The introduction of germplasm from exotic sources for use by the breeders in India is one of the regular activity of the Bureau (see Chapter 4 for details). Since 1940, when the first accession was registered in the National Accession Register, NBPGR has introduced germplasm (including trial material) of over 900,000 samples. Each accession is given EC (Exotic Collection) number at the time of its entry, and the other details of information accompanying the accessions, viz. botanical name, original identification number/names, source country and address, recipient name and address, number of samples, and special notes, if any, of the accessions are recorded in the National Register. The entire information is compiled and a Plant Introduction Reporter (PIR) is published on quarterly basis for circulation to Indian scientists and cooperating agencies. This compilation is now partially computerised.

The information on the germplasm of different crop introduced into India is compiled from time to time and published as inventories.

Quarantine information, check lists, etc.

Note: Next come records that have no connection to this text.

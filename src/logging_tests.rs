use super::*;

#[test]
fn test_log_config_default() {
    let config = LogConfig::default();
    assert_eq!(config.log_level, Level::INFO);
    assert!(!config.json_format);
    assert!(config.log_dir.ends_with("logs"));
}

#[test]
fn test_log_config_default_log_dir_under_store_home() {
    let config = LogConfig::default();
    let path_str = config.log_dir.to_string_lossy();
    assert!(path_str.contains(".content-store"));
}

#[test]
fn test_log_config_from_settings() {
    let settings = Settings::from_toml(
        "[log]\njson = true\nrotation = \"hourly\"\ndir = \"/tmp/cs-logs\"\n",
    )
    .unwrap();
    let config = LogConfig::from_settings(&settings, Level::DEBUG);
    assert!(config.json_format);
    assert_eq!(config.log_file(), PathBuf::from("/tmp/cs-logs").join(LOG_FILENAME));
    assert_eq!(
        format!("{:?}", config.rotation),
        format!("{:?}", parse_rotation("hourly"))
    );
}

#[test]
fn test_default_directive_targets_crate() {
    let config = LogConfig {
        log_level: Level::WARN,
        ..LogConfig::default()
    };
    assert_eq!(config.default_directive(), "content_store=WARN");
}

#[test]
fn test_parse_rotation_named_periods_differ() {
    let hourly = format!("{:?}", parse_rotation("hourly"));
    let never = format!("{:?}", parse_rotation("never"));
    let daily = format!("{:?}", parse_rotation("daily"));
    assert_ne!(hourly, daily);
    assert_ne!(never, daily);
    assert_ne!(hourly, never);
}

#[test]
fn test_parse_rotation_case_insensitive() {
    assert_eq!(
        format!("{:?}", parse_rotation(" HOURLY ")),
        format!("{:?}", parse_rotation("hourly"))
    );
}

#[test]
fn test_parse_rotation_unknown_defaults_to_daily() {
    let rotation = parse_rotation("weekly");
    let debug = format!("{rotation:?}");
    let daily = format!("{:?}", parse_rotation("daily"));
    assert_eq!(debug, daily);
}

#[test]
fn test_log_filename_constant() {
    assert_eq!(LOG_FILENAME, "content-store.log");
}
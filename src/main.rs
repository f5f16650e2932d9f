// Allow panic/unwrap/expect in tests (denied globally via Cargo.toml lints)
#![cfg_attr(
    test,
    allow(
        clippy::panic,
        clippy::unwrap_used,
        clippy::expect_used,
        clippy::panic_in_result_fn,
        clippy::unwrap_in_result,
        clippy::arithmetic_side_effects,
        clippy::indexing_slicing
    )
)]

use clap::{Parser, Subcommand};
use color_eyre::eyre::{Result, WrapErr};
use content_store::config::{load_settings, Settings};
use content_store::logging::{init_logging, LogConfig};
use content_store::store::{
    parse_date_bound, ContentFilters, ContentStatus, ContentStore, NewContent, Platform,
    SortField, SortOptions, StoreError,
};
use content_store::{FileKv, KvStore};
use serde::Serialize;
use serde_json::json;
use std::io::Write;
use std::path::PathBuf;
use tracing::{debug, info};

/// Content Store - indexed local object store for content records
#[derive(Parser, Debug)]
#[command(author, version, about, long_about = None)]
struct Args {
    /// Settings file (default: ~/.content-store/config.toml)
    #[arg(long, env = "CONTENT_STORE_CONFIG")]
    config: Option<PathBuf>,

    /// Directory holding the stored values (default: ~/.content-store/data)
    #[arg(long, env = "CONTENT_STORE_DATA_DIR")]
    data_dir: Option<PathBuf>,

    /// Prefix for every storage key
    #[arg(long, env = "CONTENT_STORE_KEY_PREFIX")]
    key_prefix: Option<String>,

    /// Default log level when RUST_LOG is not set
    #[arg(long, env = "CONTENT_STORE_LOG_LEVEL")]
    log_level: Option<String>,

    /// Enable JSON log format
    #[arg(long, env = "CONTENT_STORE_LOG_JSON", default_value = "false")]
    log_json: bool,

    /// Log rotation period: daily, hourly, or never
    #[arg(long, env = "CONTENT_STORE_LOG_ROTATION")]
    log_rotation: Option<String>,

    /// Custom log directory (default: ~/.content-store/logs)
    #[arg(long, env = "CONTENT_STORE_LOG_DIR")]
    log_dir: Option<PathBuf>,

    #[command(subcommand)]
    command: Command,
}

#[derive(Subcommand, Debug)]
enum Command {
    /// Show total and per-status counts
    Stats,
    /// List records matching the given filters
    List(ListArgs),
    /// Show one record
    Get { id: String },
    /// Create a record
    Create(CreateArgs),
    /// Move a record to another status
    UpdateStatus { id: String, status: ContentStatus },
    /// Copy a record into a new draft
    Duplicate { id: String },
    /// Delete one or more records
    Delete {
        #[arg(required = true)]
        ids: Vec<String>,
    },
    /// Convert a legacy snapshot to the indexed layout
    Migrate,
    /// Recompute every index from the stored records
    Rebuild,
}

#[derive(clap::Args, Debug)]
struct ListArgs {
    #[arg(long)]
    status: Option<ContentStatus>,

    #[arg(long)]
    platform: Option<Platform>,

    /// Case-insensitive text to find in title or caption
    #[arg(long)]
    search: Option<String>,

    /// Earliest createdAt, RFC 3339 or YYYY-MM-DD
    #[arg(long)]
    from: Option<String>,

    /// Latest createdAt, RFC 3339 or YYYY-MM-DD
    #[arg(long)]
    to: Option<String>,

    /// Field to sort by (createdAt, updatedAt, scheduledAt, publishedAt, title, status, or
    /// any extra field)
    #[arg(long)]
    sort: Option<SortField>,

    /// Sort descending
    #[arg(long, requires = "sort")]
    desc: bool,
}

#[derive(clap::Args, Debug)]
struct CreateArgs {
    /// Explicit ID (default: a new UUID)
    #[arg(long)]
    id: Option<String>,

    #[arg(long, default_value = "")]
    title: String,

    #[arg(long, default_value = "")]
    caption: String,

    #[arg(long)]
    status: Option<ContentStatus>,

    /// Target platform; repeat for several
    #[arg(long = "platform")]
    platforms: Vec<Platform>,

    #[arg(long)]
    scheduled_at: Option<String>,
}

/// Merge command-line overrides into the loaded settings.
fn resolve_settings(args: &Args) -> Result<Settings> {
    let mut settings = load_settings(args.config.as_deref()).wrap_err("Failed to load settings")?;
    if let Some(dir) = &args.data_dir {
        settings.store.data_dir = Some(dir.clone());
    }
    if let Some(prefix) = &args.key_prefix {
        settings.store.key_prefix.clone_from(prefix);
    }
    if let Some(level) = &args.log_level {
        settings.log.level.clone_from(level);
    }
    if args.log_json {
        settings.log.json = true;
    }
    if let Some(rotation) = &args.log_rotation {
        settings.log.rotation.clone_from(rotation);
    }
    if let Some(dir) = &args.log_dir {
        settings.log.dir = Some(dir.clone());
    }
    Ok(settings)
}

fn print_json<T: Serialize + ?Sized>(value: &T) -> Result<()> {
    let mut out = std::io::stdout().lock();
    serde_json::to_writer_pretty(&mut out, value)?;
    writeln!(out)?;
    Ok(())
}

fn build_filters(args: &ListArgs) -> ContentFilters {
    let mut filters = ContentFilters::new().created_between(
        args.from.as_deref().and_then(|v| parse_date_bound(v, false)),
        args.to.as_deref().and_then(|v| parse_date_bound(v, true)),
    );
    filters.status = args.status;
    filters.platform = args.platform;
    filters.search.clone_from(&args.search);
    filters
}

async fn run<K: KvStore>(store: &ContentStore<K>, command: Command) -> Result<()> {
    match command {
        Command::Stats => print_json(&store.get_stats().await),
        Command::List(args) => {
            let filters = build_filters(&args);
            let sort = args.sort.clone().map(|field| SortOptions {
                field,
                descending: args.desc,
            });
            debug!(?filters, ?sort, "Listing content");
            print_json(&store.get_filtered(&filters, sort.as_ref()).await)
        }
        Command::Get { id } => {
            let item = store
                .get_by_id(&id)
                .await
                .ok_or_else(|| StoreError::not_found(id))?;
            print_json(&item)
        }
        Command::Create(args) => {
            let input = NewContent {
                id: args.id,
                title: args.title,
                caption: args.caption,
                status: args.status,
                platforms: args.platforms,
                scheduled_at: args.scheduled_at,
                ..NewContent::default()
            };
            print_json(&store.create(input).await?)
        }
        Command::UpdateStatus { id, status } => print_json(&store.set_status(&id, status).await?),
        Command::Duplicate { id } => print_json(&store.duplicate(&id).await?),
        Command::Delete { ids } => {
            let deleted = match ids.as_slice() {
                [id] => usize::from(store.delete(id).await?),
                _ => store.delete_many(&ids).await?,
            };
            print_json(&json!({ "deleted": deleted }))
        }
        Command::Migrate => print_json(&json!({ "migrated": store.migrate_legacy().await? })),
        Command::Rebuild => print_json(&store.rebuild_indexes().await?),
    }
}

#[tokio::main]
async fn main() -> Result<()> {
    // Install color-eyre error hooks for colored error output
    color_eyre::install()?;

    let args = Args::parse();
    let settings = resolve_settings(&args)?;

    let log_config = LogConfig::from_settings(&settings, settings.log_level()?);
    if let Err(e) = init_logging(&log_config) {
        eprintln!();
        eprintln!("Error: Failed to initialize logging: {e}");
        eprintln!("Logs: {}", log_config.log_file().display());
        eprintln!();
        return Err(e);
    }

    let data_dir = settings.data_dir();
    let kv = FileKv::open(&data_dir)
        .await
        .wrap_err_with(|| format!("Failed to open data directory {}", data_dir.display()))?;
    let store = ContentStore::with_config(kv, &settings.store_config());
    info!(
        data_dir = %data_dir.display(),
        prefix = store.keys().prefix(),
        "Opened content store"
    );

    run(&store, args.command).await
}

All plant introductions, when received, pass through plant quarantine and are assigned Import Quarantine (IQ) number. Country name, type of material, case number, consignee, quarantine history etc. are also recorded in import quarantine register along with the information on clearance/rejection, interceptions, salvaging techniques, post-quarantine treatment, etc. These records are maintained manually in the import register. Similar records, as stated for imports, are also maintained for material under export.

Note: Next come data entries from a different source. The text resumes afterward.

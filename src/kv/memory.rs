//! In-process substrate backed by a `HashMap`.

use super::{KvError, KvStore};
use async_trait::async_trait;
use std::collections::HashMap;
use tokio::sync::RwLock;

/// Ephemeral key-value substrate.
///
/// Each call takes the lock once, so a `multi_*` batch is applied as a unit
/// from the point of view of other callers of the same instance.
#[derive(Debug, Default)]
pub struct MemoryKv {
    entries: RwLock<HashMap<String, String>>,
}

impl MemoryKv {
    /// Create an empty substrate
    #[must_use]
    pub fn new() -> Self {
        Self::default()
    }

    /// Create a substrate pre-seeded with raw entries.
    #[must_use]
    pub fn with_entries<I, K, V>(entries: I) -> Self
    where
        I: IntoIterator<Item = (K, V)>,
        K: Into<String>,
        V: Into<String>,
    {
        let map = entries
            .into_iter()
            .map(|(k, v)| (k.into(), v.into()))
            .collect();
        Self {
            entries: RwLock::new(map),
        }
    }

    /// Copy of every raw entry currently held.
    pub async fn snapshot(&self) -> HashMap<String, String> {
        self.entries.read().await.clone()
    }

    /// Sorted list of all keys currently held.
    pub async fn keys(&self) -> Vec<String> {
        let mut keys: Vec<String> = self.entries.read().await.keys().cloned().collect();
        keys.sort();
        keys
    }

    pub async fn len(&self) -> usize {
        self.entries.read().await.len()
    }

    pub async fn is_empty(&self) -> bool {
        self.entries.read().await.is_empty()
    }
}

#[async_trait]
impl KvStore for MemoryKv {
    async fn get(&self, key: &str) -> Result<Option<String>, KvError> {
        Ok(self.entries.read().await.get(key).cloned())
    }

    async fn set(&self, key: &str, value: String) -> Result<(), KvError> {
        self.entries.write().await.insert(key.to_string(), value);
        Ok(())
    }

    async fn remove(&self, key: &str) -> Result<(), KvError> {
        self.entries.write().await.remove(key);
        Ok(())
    }

    async fn multi_get(&self, keys: &[String]) -> Result<Vec<Option<String>>, KvError> {
        let entries = self.entries.read().await;
        Ok(keys.iter().map(|k| entries.get(k).cloned()).collect())
    }

    async fn multi_set(&self, pairs: Vec<(String, String)>) -> Result<(), KvError> {
        self.entries.write().await.extend(pairs);
        Ok(())
    }

    async fn multi_remove(&self, keys: &[String]) -> Result<(), KvError> {
        let mut entries = self.entries.write().await;
        for key in keys {
            entries.remove(key);
        }
        Ok(())
    }
}
//! Content record types as stored on disk.

use crate::utils::now_iso;
use serde::{Deserialize, Serialize};
use serde_json::{Map, Value};
use std::collections::HashSet;
use std::fmt;
use std::str::FromStr;
use thiserror::Error;

/// Field names owned by [`ContentItem`]; never kept in the `extra` payload.
const RESERVED_FIELDS: [&str; 9] = [
    "id",
    "title",
    "caption",
    "status",
    "platforms",
    "createdAt",
    "updatedAt",
    "scheduledAt",
    "publishedAt",
];

/// A string that names no known variant.
#[derive(Error, Debug, Clone, PartialEq, Eq)]
#[error("Unknown {kind} '{value}'")]
pub struct UnknownVariant {
    pub kind: &'static str,
    pub value: String,
}

/// Publication status of a content record.
#[derive(
    Debug, Clone, Copy, Default, PartialEq, Eq, Hash, PartialOrd, Ord, Serialize, Deserialize,
)]
#[serde(rename_all = "lowercase")]
pub enum ContentStatus {
    #[default]
    Draft,
    Scheduled,
    Published,
    Failed,
}

impl ContentStatus {
    pub const ALL: [ContentStatus; 4] = [
        ContentStatus::Draft,
        ContentStatus::Scheduled,
        ContentStatus::Published,
        ContentStatus::Failed,
    ];

    /// On-disk name, also used in index keys
    #[must_use]
    pub fn as_str(self) -> &'static str {
        match self {
            ContentStatus::Draft => "draft",
            ContentStatus::Scheduled => "scheduled",
            ContentStatus::Published => "published",
            ContentStatus::Failed => "failed",
        }
    }
}

impl fmt::Display for ContentStatus {
    fn fmt(&self, f: &mut fmt::Formatter<'_>) -> fmt::Result {
        f.write_str(self.as_str())
    }
}

impl FromStr for ContentStatus {
    type Err = UnknownVariant;

    fn from_str(s: &str) -> Result<Self, Self::Err> {
        let lowered = s.trim().to_lowercase();
        ContentStatus::ALL
            .into_iter()
            .find(|status| status.as_str() == lowered)
            .ok_or_else(|| UnknownVariant {
                kind: "status",
                value: s.to_string(),
            })
    }
}

/// A publishing target a record is tagged with.
#[derive(Debug, Clone, Copy, PartialEq, Eq, Hash, PartialOrd, Ord, Serialize, Deserialize)]
#[serde(rename_all = "lowercase")]
pub enum Platform {
    Instagram,
    Tiktok,
    Facebook,
    Twitter,
    Linkedin,
    Youtube,
    Threads,
    Pinterest,
}

impl Platform {
    pub const ALL: [Platform; 8] = [
        Platform::Instagram,
        Platform::Tiktok,
        Platform::Facebook,
        Platform::Twitter,
        Platform::Linkedin,
        Platform::Youtube,
        Platform::Threads,
        Platform::Pinterest,
    ];

    /// On-disk name, also used in index keys
    #[must_use]
    pub fn as_str(self) -> &'static str {
        match self {
            Platform::Instagram => "instagram",
            Platform::Tiktok => "tiktok",
            Platform::Facebook => "facebook",
            Platform::Twitter => "twitter",
            Platform::Linkedin => "linkedin",
            Platform::Youtube => "youtube",
            Platform::Threads => "threads",
            Platform::Pinterest => "pinterest",
        }
    }
}

impl fmt::Display for Platform {
    fn fmt(&self, f: &mut fmt::Formatter<'_>) -> fmt::Result {
        f.write_str(self.as_str())
    }
}

impl FromStr for Platform {
    type Err = UnknownVariant;

    fn from_str(s: &str) -> Result<Self, Self::Err> {
        let lowered = s.trim().to_lowercase();
        Platform::ALL
            .into_iter()
            .find(|platform| platform.as_str() == lowered)
            .ok_or_else(|| UnknownVariant {
                kind: "platform",
                value: s.to_string(),
            })
    }
}

/// A stored content record.
///
/// Timestamps are ISO-8601 strings and are compared as strings; fields the
/// store does not know about survive a read/write cycle in `extra`.
#[derive(Debug, Clone, PartialEq, Serialize, Deserialize)]
#[serde(rename_all = "camelCase")]
pub struct ContentItem {
    pub id: String,
    #[serde(default)]
    pub title: String,
    #[serde(default)]
    pub caption: String,
    #[serde(default)]
    pub status: ContentStatus,
    #[serde(default)]
    pub platforms: Vec<Platform>,
    #[serde(default)]
    pub created_at: String,
    #[serde(default)]
    pub updated_at: String,
    #[serde(default, skip_serializing_if = "Option::is_none")]
    pub scheduled_at: Option<String>,
    #[serde(default, skip_serializing_if = "Option::is_none")]
    pub published_at: Option<String>,
    #[serde(flatten)]
    pub extra: Map<String, Value>,
}

impl ContentItem {
    /// Create a record stamped with the current time
    #[must_use]
    pub fn new(id: impl Into<String>, status: ContentStatus) -> Self {
        let now = now_iso();
        Self {
            id: id.into(),
            title: String::new(),
            caption: String::new(),
            status,
            platforms: Vec::new(),
            created_at: now.clone(),
            updated_at: now,
            scheduled_at: None,
            published_at: None,
            extra: Map::new(),
        }
    }

    #[must_use]
    pub fn with_title(mut self, title: impl Into<String>) -> Self {
        self.title = title.into();
        self
    }

    #[must_use]
    pub fn with_caption(mut self, caption: impl Into<String>) -> Self {
        self.caption = caption.into();
        self
    }

    #[must_use]
    pub fn with_platforms(mut self, platforms: impl IntoIterator<Item = Platform>) -> Self {
        self.platforms = platforms.into_iter().collect();
        self
    }

    #[must_use]
    pub fn with_created_at(mut self, created_at: impl Into<String>) -> Self {
        self.created_at = created_at.into();
        self
    }

    #[must_use]
    pub fn with_scheduled_at(mut self, scheduled_at: impl Into<String>) -> Self {
        self.scheduled_at = Some(scheduled_at.into());
        self
    }

    #[must_use]
    pub fn has_platform(&self, platform: Platform) -> bool {
        self.platforms.contains(&platform)
    }

    /// Collapse repeated platform tags (first occurrence wins) and drop extra
    /// keys that would shadow a typed field when serialized.
    pub fn normalize(&mut self) {
        let mut seen = HashSet::new();
        self.platforms.retain(|platform| seen.insert(*platform));
        self.extra
            .retain(|key, _| !RESERVED_FIELDS.contains(&key.as_str()));
    }
}

/// Input for creating a record.
#[derive(Debug, Clone, Default)]
pub struct NewContent {
    /// Explicit ID; a UUID v4 is generated when absent
    pub id: Option<String>,
    pub title: String,
    pub caption: String,
    /// Defaults to draft
    pub status: Option<ContentStatus>,
    pub platforms: Vec<Platform>,
    pub scheduled_at: Option<String>,
    pub extra: Map<String, Value>,
}

/// Partial update of a record. `None` keeps the current value.
#[derive(Debug, Clone, Default)]
pub struct ContentPatch {
    pub title: Option<String>,
    pub caption: Option<String>,
    pub status: Option<ContentStatus>,
    pub platforms: Option<Vec<Platform>>,
    /// `Some(None)` clears the schedule
    pub scheduled_at: Option<Option<String>>,
    /// Merged into the payload, overwriting existing keys
    pub extra: Map<String, Value>,
}

impl ContentPatch {
    /// Patch that only changes the status
    #[must_use]
    pub fn status(status: ContentStatus) -> Self {
        Self {
            status: Some(status),
            ..Self::default()
        }
    }

    /// Apply onto `item`, stamping `updatedAt` with `now`.
    ///
    /// Entering `published` from another status stamps `publishedAt`.
    pub fn apply_to(self, item: &mut ContentItem, now: &str) {
        if let Some(title) = self.title {
            item.title = title;
        }
        if let Some(caption) = self.caption {
            item.caption = caption;
        }
        if let Some(status) = self.status {
            if status == ContentStatus::Published && item.status != ContentStatus::Published {
                item.published_at = Some(now.to_string());
            }
            item.status = status;
        }
        if let Some(platforms) = self.platforms {
            item.platforms = platforms;
        }
        if let Some(scheduled_at) = self.scheduled_at {
            item.scheduled_at = scheduled_at;
        }
        item.extra.extend(self.extra);
        item.updated_at = now.to_string();
        item.normalize();
    }
}

#[cfg(test)]
#[path = "types_tests.rs"]
mod types_tests;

With a view to know beforehand the risks involved in introducing new pests and pathogens into the country while importing germplasm from exotic sources, check lists are prepared with the help of available literature. A number of such lists have been compiled by the Division of Plant Quarantine mainly for internal use. The procedure is completely manual.

Passport information

Site data sheets are used for recording information on a set of passport descripors viz. collector name and number, latin name of the crop, common/cultivar name, provenance data including latitude, longitude and altitude structure, habitat, information on pests and pathogens, soil colour and texture, and other special attributes, if any (see Chapter 3).

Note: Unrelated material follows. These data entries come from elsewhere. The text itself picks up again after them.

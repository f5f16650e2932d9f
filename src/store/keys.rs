//! Storage key layout.
//!
//! These shapes are the on-disk contract shared with existing data:
//!
//! - `<prefix>`: global ID list (or the legacy item array)
//! - `<prefix>_idx_status_<status>`
//! - `<prefix>_idx_platform_<platform>`
//! - `<prefix>_item_<id>`

use super::types::{ContentStatus, Platform};

/// Prefix used when none is configured.
pub const DEFAULT_KEY_PREFIX: &str = "content";

#[derive(Debug, Clone, PartialEq, Eq)]
pub struct KeyLayout {
    prefix: String,
}

impl Default for KeyLayout {
    fn default() -> Self {
        Self::new(DEFAULT_KEY_PREFIX)
    }
}

impl KeyLayout {
    #[must_use]
    pub fn new(prefix: impl Into<String>) -> Self {
        Self {
            prefix: prefix.into(),
        }
    }

    #[must_use]
    pub fn prefix(&self) -> &str {
        &self.prefix
    }

    /// Key of the global ID list.
    #[must_use]
    pub fn global(&self) -> &str {
        &self.prefix
    }

    #[must_use]
    pub fn status(&self, status: ContentStatus) -> String {
        format!("{}_idx_status_{}", self.prefix, status.as_str())
    }

    #[must_use]
    pub fn platform(&self, platform: Platform) -> String {
        format!("{}_idx_platform_{}", self.prefix, platform.as_str())
    }

    #[must_use]
    pub fn item(&self, id: &str) -> String {
        format!("{}_item_{id}", self.prefix)
    }

    /// Every status index key, in [`ContentStatus::ALL`] order.
    #[must_use]
    pub fn all_statuses(&self) -> Vec<String> {
        ContentStatus::ALL.iter().map(|s| self.status(*s)).collect()
    }

    /// Every platform index key, in [`Platform::ALL`] order.
    #[must_use]
    pub fn all_platforms(&self) -> Vec<String> {
        Platform::ALL.iter().map(|p| self.platform(*p)).collect()
    }

    /// Global list followed by every status and platform index key.
    #[must_use]
    pub fn all_indexes(&self) -> Vec<String> {
        let mut keys = vec![self.global().to_string()];
        keys.extend(self.all_statuses());
        keys.extend(self.all_platforms());
        keys
    }
}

Each accession is assigned an IC (Indigenous Collection) number before it is passed on to the Evaluation Division. In previous years, the passport data information was documented manually in the form of Plant Collection Reporter and disseminated to user agencies. Recently, some progress has also been made to computerise such information.

Herbarium information

Variability in crop plants, their wild relatives and other economically important species are represented as dried plant specimens and seed samples in the National Herbarium of Cultivated Plants at the Bureau. Current holdings represent 2,200 species covering 950 genera and 180 families. Herbarium information is recorded for a set of descriptors e.g. collector number and name, botanical name, name of identifier, etc. The development of computer based herbarium information system is in progress.

Field evaluation and cataloguing

The Germplasm Evaluation Division is entrusted with the responsibilities of preliminary evaluation and seed increase, characterization, documentation, preparation of catalogues, etc. As regards further evaluation, a limited number of characters related to agronomic and production traits, resistance to diseases and pests were selected by different plant breeders in the past. However, in the recent past, due emphasis has been given to follow the IBPGR list of descriptors as far as possible for recording the data. Such evaluation data are available with various crop based institutes/coordinated projects and agricultural universities. Besides, NBPGR has generated considerable evaluation data on different crops and the information has been compiled and documented in the form of 48 crop catalogues (Appendix I). Some of these catalogues give in detail the complete listing of evaluation data alongwith the available passport information, the estimates of variability and correlation and regression parameters, frequency distribution in respect of quantitative as well as qualitative traits, and answers to certain simple and complex queries regarding the database on useful traits or combination of traits.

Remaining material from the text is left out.